Geri si utilizza insieme ad altre parole che lo precedono definendolo: Mawashi geri, Mae geri etc.
Attenzione ad utilizzarlo da solo perché Geri in giapponese significa diarrea.
Tachi 立ち
Tachi sono le posizioni ed anche in questo caso la parola assume la forma di dachi se preceduta da un’altro nome: Zenkutsu dachi, Neko ashi dachi, etc…
I Kanji che compongono la parola significano: posizione, in piedi, alzarsi.
Yoi 用意
Yoi lo sentiamo spesso durante una lezione di Karate e significa generalmente “pronti”.
Il kanji è composto da due simboli: 用意 che significano: disposizione, prepararsi, preparazione.
Si utilizza solitamente non solo come comando di preparazione posturale prima di una partenza (con una tecnica o con un combattimento o kata) ma soprattutto come attenzione mentale, predisposizione a quello che verrà richiesto.

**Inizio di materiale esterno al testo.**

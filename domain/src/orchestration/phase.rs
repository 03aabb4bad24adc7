//! Pipeline phases.
//!
//! One invocation walks
//! `Start → Fanout → Normalize → Aggregate → (StreamSynthesis | EmitSingle) → Persist → Done`.
//! Single mode skips the fan-out stages and streams its one model directly.

use super::mode::CombineMode;
use serde::{Deserialize, Serialize};

/// Phase of a pipeline invocation
#[derive(Debug, Clone, Copy, PartialEq, Eq, Hash, Serialize, Deserialize)]
pub enum Phase {
    Start,
    /// Issue one call per target model
    Fanout,
    /// Trim each raw result
    Normalize,
    /// Choose or prepare the combined answer
    Aggregate,
    /// Stream the synthesizer (or the single model) to the caller
    StreamSynthesis,
    /// Emit a ready answer in one piece
    EmitSingle,
    /// Append the finished turn to conversation memory
    Persist,
    Done,
    /// The invocation was aborted before Persist
    Failed,
}

impl Phase {
    pub fn as_str(&self) -> &str {
        match self {
            Phase::Start => "start",
            Phase::Fanout => "fanout",
            Phase::Normalize => "normalize",
            Phase::Aggregate => "aggregate",
            Phase::StreamSynthesis => "stream_synthesis",
            Phase::EmitSingle => "emit_single",
            Phase::Persist => "persist",
            Phase::Done => "done",
            Phase::Failed => "failed",
        }
    }

    pub fn display_name(&self) -> &str {
        match self {
            Phase::Start => "Start",
            Phase::Fanout => "Fan-out",
            Phase::Normalize => "Normalize",
            Phase::Aggregate => "Aggregate",
            Phase::StreamSynthesis => "Streaming",
            Phase::EmitSingle => "Emit",
            Phase::Persist => "Persist",
            Phase::Done => "Done",
            Phase::Failed => "Failed",
        }
    }

    /// Phases a successful invocation passes through in `mode`.
    pub fn sequence(mode: CombineMode) -> Vec<Phase> {
        match mode {
            CombineMode::Single => vec![
                Phase::Start,
                Phase::StreamSynthesis,
                Phase::Persist,
                Phase::Done,
            ],
            CombineMode::PickBest => vec![
                Phase::Start,
                Phase::Fanout,
                Phase::Normalize,
                Phase::Aggregate,
                Phase::EmitSingle,
                Phase::Persist,
                Phase::Done,
            ],
            CombineMode::Synthesize | CombineMode::Layered => vec![
                Phase::Start,
                Phase::Fanout,
                Phase::Normalize,
                Phase::Aggregate,
                Phase::StreamSynthesis,
                Phase::Persist,
                Phase::Done,
            ],
        }
    }

    pub fn is_terminal(&self) -> bool {
        matches!(self, Phase::Done | Phase::Failed)
    }
}

impl std::fmt::Display for Phase {
    fn fmt(&self, f: &mut std::fmt::Formatter<'_>) -> std::fmt::Result {
        write!(f, "{}", self.display_name())
    }
}
//! HTTP surface of the combiner
//!
//! Routes are thin adapters over [`RunCombineUseCase`]: `POST /chat` streams
//! the combined answer as `text/plain`, `POST /generate` waits for it and
//! returns JSON.
//!
//! [`RunCombineUseCase`]: combiner_application::RunCombineUseCase

mod error;
mod routes;
mod state;

pub use error::ApiError;
pub use routes::{CombineRequest, GenerateResponse, router};
pub use state::{AppState, CombineService};

use axum::Router;
use tracing::info;

/// Bind `address` and serve `app` until the process is stopped.
pub async fn serve(app: Router, address: &str) -> std::io::Result<()> {
    let listener = tokio::net::TcpListener::bind(address).await?;
    info!(address = %listener.local_addr()?, "HTTP server listening");
    axum::serve(listener, app).await
}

Bonus: Karate – gi/ka/do 空手
Il termine extra della raccolta non può essere che Karate, nelle sue principali declinazioni.
La parola Karate è composta, nella versione attuale, dai due kanji 空 kara e 手 te che significano Vuoto e Mano. Originariamente la stessa pronuncia era scritta con i kanji To-de 唐手 che significavano Mano Cinese.

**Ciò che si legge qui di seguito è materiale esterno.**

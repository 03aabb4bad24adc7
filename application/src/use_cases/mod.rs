//! Use cases
//!
//! Application-level operations that orchestrate domain logic.

pub mod model_client;
pub mod run_combine;
//! Command-line interface definitions

pub mod commands;
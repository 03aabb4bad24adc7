//! Wire types for the OpenAI-compatible `/chat/completions` endpoint

use combiner_domain::Message;
use serde::{Deserialize, Serialize};

#[derive(Debug, Serialize)]
pub struct ChatRequest<'a> {
    pub model: &'a str,
    pub messages: Vec<WireMessage<'a>>,
    #[serde(skip_serializing_if = "Option::is_none")]
    pub temperature: Option<f32>,
    #[serde(skip_serializing_if = "Option::is_none")]
    pub max_tokens: Option<u32>,
    pub stream: bool,
}

#[derive(Debug, Serialize)]
pub struct WireMessage<'a> {
    pub role: &'static str,
    pub content: &'a str,
}

impl<'a> From<&'a Message> for WireMessage<'a> {
    fn from(message: &'a Message) -> Self {
        Self {
            role: message.role.as_str(),
            content: &message.content,
        }
    }
}

/// Non-streaming response body
#[derive(Debug, Deserialize)]
pub struct ChatResponse {
    #[serde(default)]
    pub choices: Vec<Choice>,
}

#[derive(Debug, Deserialize)]
pub struct Choice {
    pub message: Option<ChoiceMessage>,
}

#[derive(Debug, Deserialize)]
pub struct ChoiceMessage {
    pub content: Option<String>,
}

impl ChatResponse {
    /// `choices[0].message.content`, if present
    pub fn into_content(self) -> Option<String> {
        self.choices
            .into_iter()
            .next()
            .and_then(|c| c.message)
            .and_then(|m| m.content)
    }
}

/// One `data:` payload of a streamed response
#[derive(Debug, Deserialize)]
pub struct ChatChunk {
    #[serde(default)]
    pub choices: Vec<ChunkChoice>,
}

#[derive(Debug, Deserialize)]
pub struct ChunkChoice {
    #[serde(default)]
    pub delta: Option<Delta>,
}

#[derive(Debug, Deserialize)]
pub struct Delta {
    pub content: Option<String>,
}

impl ChatChunk {
    /// `choices[0].delta.content`, if present
    pub fn into_delta(self) -> Option<String> {
        self.choices
            .into_iter()
            .next()
            .and_then(|c| c.delta)
            .and_then(|d| d.content)
    }
}

#[cfg(test)]
mod tests {
    use super::*;

    #[test]
    fn test_request_omits_unset_options() {
        let messages = [Message::system("sys"), Message::user("hi")];
        let request = ChatRequest {
            model: "m",
            messages: messages.iter().map(WireMessage::from).collect(),
            temperature: Some(0.2),
            max_tokens: None,
            stream: true,
        };
        let json = serde_json::to_value(&request).unwrap();
        assert_eq!(json["messages"][0]["role"], "system");
        assert_eq!(json["messages"][1]["content"], "hi");
        assert!(json.get("max_tokens").is_none());
        assert_eq!(json["stream"], true);
    }

    #[test]
    fn test_response_content() {
        let body = r#"{"choices":[{"index":0,"message":{"role":"assistant","content":"Hello"}}]}"#;
        let response: ChatResponse = serde_json::from_str(body).unwrap();
        assert_eq!(response.into_content().as_deref(), Some("Hello"));
    }

    #[test]
    fn test_response_without_choices() {
        let response: ChatResponse = serde_json::from_str(r#"{"id":"x"}"#).unwrap();
        assert_eq!(response.into_content(), None);
    }

    #[test]
    fn test_chunk_delta() {
        let chunk: ChatChunk =
            serde_json::from_str(r#"{"choices":[{"delta":{"content":"Hi"}}]}"#).unwrap();
        assert_eq!(chunk.into_delta().as_deref(), Some("Hi"));

        let role_only: ChatChunk =
            serde_json::from_str(r#"{"choices":[{"delta":{"role":"assistant"}}]}"#).unwrap();
        assert_eq!(role_only.into_delta(), None);
    }
}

La storia del cambiamento la potete approfondire nell’articolo dedicato alla Storia dei Karate.
I suffissi spostano l’attenzione su altrettante parole di uso quotidiano per il praticante:
- GI 着 significa vestito e quindi il Karategi è il vestito del karateka. Non lo chiamare Kimono per favore!
- KA 家 colui che pratica (trad.: persona che fa quella cosa). Quindi il Karateka è il praticante di karate. Se sono molti non gli chiamate Karatekas, non so perchè ma spesso si trova questo obbrobrio. In Giapponese non serve la S in fondo per farlo diventare plurale.
- DO 道 Tradotto come la Via assume il significato di continua ricerca. La via che devo seguire per raggiungere lo scopo dell’apprendimento del Karate. Utilizzato anche nel Buddismo per indicare la Via di ricerca del Nirvana, dell’illuminazione. Si trova in moltissime parole come Ju-DO, Aiki-DO, Kyu-DO, Sho-DO…
Bellissimo articolo
Grazie Chiara, continua a seguirci!
“Se sono molti non gli chiamate Karatekas”
Osservazione giustissima, ma anche quel GLI non si può vedere. Va sostituito con LI.
Comunque ottimo articolo. Molto utile. Bravi!!